Bruno, 5 ans, néglige la peinture en ce moment. À sa maman qui le lui reprochait, il dit :

« Tu sais, en peinture, c’est toujours la même chose, quand j’ai fait une maison, un bonhomme, je ne sais plus quoi faire. »

Si Bruno néglige ainsi la peinture, c'est qu'il a découvert un autre mode d'expression. Bruno a découvert qu'à partir de matériaux divers, il pouvait créer tout un monde, beaucoup plus réel et quelquefois plus inattendu que le monde qu'il arrive à réaliser à plat

sur une feuille de papier. Il peut créer des formes, des volumes qui deviennent des êtres, des objets que l'on peut prendre, poser sur la table, transformer, sur lesquels enfin on peut agir.

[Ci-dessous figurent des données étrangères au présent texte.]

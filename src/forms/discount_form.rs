use chrono::NaiveDate;
use rust_decimal::{Decimal, prelude::ToPrimitive};
use serde_json::json;

use crate::{
    client::RequestBody,
    error::Result,
    forms::{FieldErrors, non_empty},
    models::{Discount, DiscountType, TargetType},
};

const DATE_FORMAT: &str = "%Y-%m-%d";

#[derive(Debug, Clone)]
pub struct DiscountForm {
    pub name: String,
    pub description: Option<String>,
    pub discount_type: DiscountType,
    pub discount_value: Option<Decimal>,
    pub target_type: TargetType,
    pub target_id: Option<i64>,
    pub start_date: Option<NaiveDate>,
    pub end_date: Option<NaiveDate>,
    pub is_active: bool,
    pub max_uses: Option<i64>,
    /// Sent as `min_order_amount`.
    pub min_quantity: i64,
}

impl Default for DiscountForm {
    fn default() -> Self {
        Self {
            name: String::new(),
            description: None,
            discount_type: DiscountType::Percentage,
            discount_value: None,
            target_type: TargetType::Product,
            target_id: None,
            start_date: None,
            end_date: None,
            is_active: true,
            max_uses: None,
            min_quantity: 1,
        }
    }
}

impl From<&Discount> for DiscountForm {
    fn from(discount: &Discount) -> Self {
        Self {
            name: discount.name.clone(),
            description: discount.description.clone(),
            discount_type: discount.discount_type.unwrap_or_default(),
            discount_value: Some(discount.discount_value),
            target_type: discount.target_type,
            target_id: discount.target_id,
            start_date: discount.start_date,
            end_date: discount.end_date,
            is_active: discount.is_active,
            max_uses: discount.max_uses,
            min_quantity: discount
                .min_order_amount
                .and_then(|amount| amount.trunc().to_i64())
                .unwrap_or(1),
        }
    }
}

impl DiscountForm {
    pub fn validate(&self) -> FieldErrors {
        let mut errors = FieldErrors::new();

        if self.name.trim().is_empty() {
            errors.add("name", "Discount name is required");
        }

        match self.discount_value {
            Some(value) if value > Decimal::ZERO => {
                if self.discount_type == DiscountType::Percentage && value > Decimal::ONE_HUNDRED {
                    errors.add("discount_value", "Discount percentage cannot be greater than 100%");
                }
            }
            _ => errors.add(
                "discount_value",
                "Discount value is required and must be greater than zero",
            ),
        }

        if self.target_id.is_none() {
            errors.add("target_id", "Target selection is required");
        }

        if self.start_date.is_none() {
            errors.add("start_date", "Start date is required");
        }
        match (self.start_date, self.end_date) {
            (_, None) => errors.add("end_date", "End date is required"),
            (Some(start), Some(end)) if end <= start => {
                errors.add("end_date", "End date must be after start date")
            }
            _ => {}
        }

        if self.min_quantity < 1 {
            errors.add("min_quantity", "Minimum quantity must be at least 1");
        }

        errors
    }

    pub fn into_body(self) -> Result<RequestBody> {
        self.validate().into_result()?;

        Ok(RequestBody::Json(json!({
            "name": self.name.trim(),
            "description": non_empty(self.description.as_deref()),
            "discount_type": self.discount_type.as_str(),
            "discount_value": self.discount_value,
            "target_type": self.target_type.as_str(),
            "target_id": self.target_id,
            "start_date": self.start_date.map(|d| d.format(DATE_FORMAT).to_string()),
            "end_date": self.end_date.map(|d| d.format(DATE_FORMAT).to_string()),
            "is_active": self.is_active,
            "priority": 0,
            "max_uses": self.max_uses,
            "min_order_amount": self.min_quantity,
        })))
    }
}

#[cfg(test)]
mod tests {
    use super::*;

    fn date(y: i32, m: u32, d: u32) -> Option<NaiveDate> {
        NaiveDate::from_ymd_opt(y, m, d)
    }

    fn valid() -> DiscountForm {
        DiscountForm {
            name: "Summer".into(),
            discount_value: Some(Decimal::from(15)),
            target_id: Some(12),
            start_date: date(2025, 6, 1),
            end_date: date(2025, 6, 30),
            ..Default::default()
        }
    }

    #[test]
    fn percentage_is_capped() {
        let form = DiscountForm {
            discount_value: Some(Decimal::from(120)),
            ..valid()
        };
        assert_eq!(
            form.validate().get("discount_value"),
            Some("Discount percentage cannot be greater than 100%")
        );

        let form = DiscountForm {
            discount_type: DiscountType::FixedAmount,
            discount_value: Some(Decimal::from(120)),
            ..valid()
        };
        assert!(form.validate().is_empty());
    }

    #[test]
    fn dates_and_quantity() {
        let form = DiscountForm {
            end_date: date(2025, 6, 1),
            min_quantity: 0,
            discount_value: Some(Decimal::ZERO),
            ..valid()
        };
        let errors = form.validate();
        assert_eq!(errors.get("end_date"), Some("End date must be after start date"));
        assert_eq!(errors.get("min_quantity"), Some("Minimum quantity must be at least 1"));
        assert!(errors.contains("discount_value"));

        let errors = DiscountForm::default().validate();
        assert!(errors.contains("start_date"));
        assert!(errors.contains("end_date"));
        assert!(errors.contains("target_id"));
    }

    #[test]
    fn payload_shape() {
        let RequestBody::Json(body) = valid().into_body().unwrap() else {
            panic!("expected json body");
        };
        assert_eq!(body["discount_type"], "percentage");
        assert_eq!(body["target_type"], "product");
        assert_eq!(body["start_date"], "2025-06-01");
        assert_eq!(body["priority"], 0);
        assert_eq!(body["min_order_amount"], 1);
        assert_eq!(body["is_active"], true);
    }
}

Bruno travaille aujourd'hui à un atelier qui lui offre des bandes de carton, de différentes longueurs, de différentes largeurs, de résistances variées. Il a à sa disposition de la colle, des trombones, des pinces à linge, du scotch et il sait que la maîtresse est là et qu'il peut l'appeler à tout instant pour agrafer si besoin est.

Il est entouré d'autres enfants qui comme lui fouillent dans les bandes de carton, les observent, découvrent le matériau et ses possibilités. Certains ont déjà fait des couronnes, des ceintures.

Et voilà qu'à partir de deux ronds agrafés l'un à l'autre et de deux bandes de carton placées en travers naît quelque chose qui, lorsqu'on le soulève, se balance, semble marcher. Un bonhomme est né. Bruno découpe une figure dans une feuille de papier, la plaque sur la bande de carton. Des pieds, des mains, des cheveux viennent compléter le bonhomme qui, une fois accroché au mur, se révèle être presque aussi grand que Bruno. Et comme il est drôle ! On le fait danser, marcher...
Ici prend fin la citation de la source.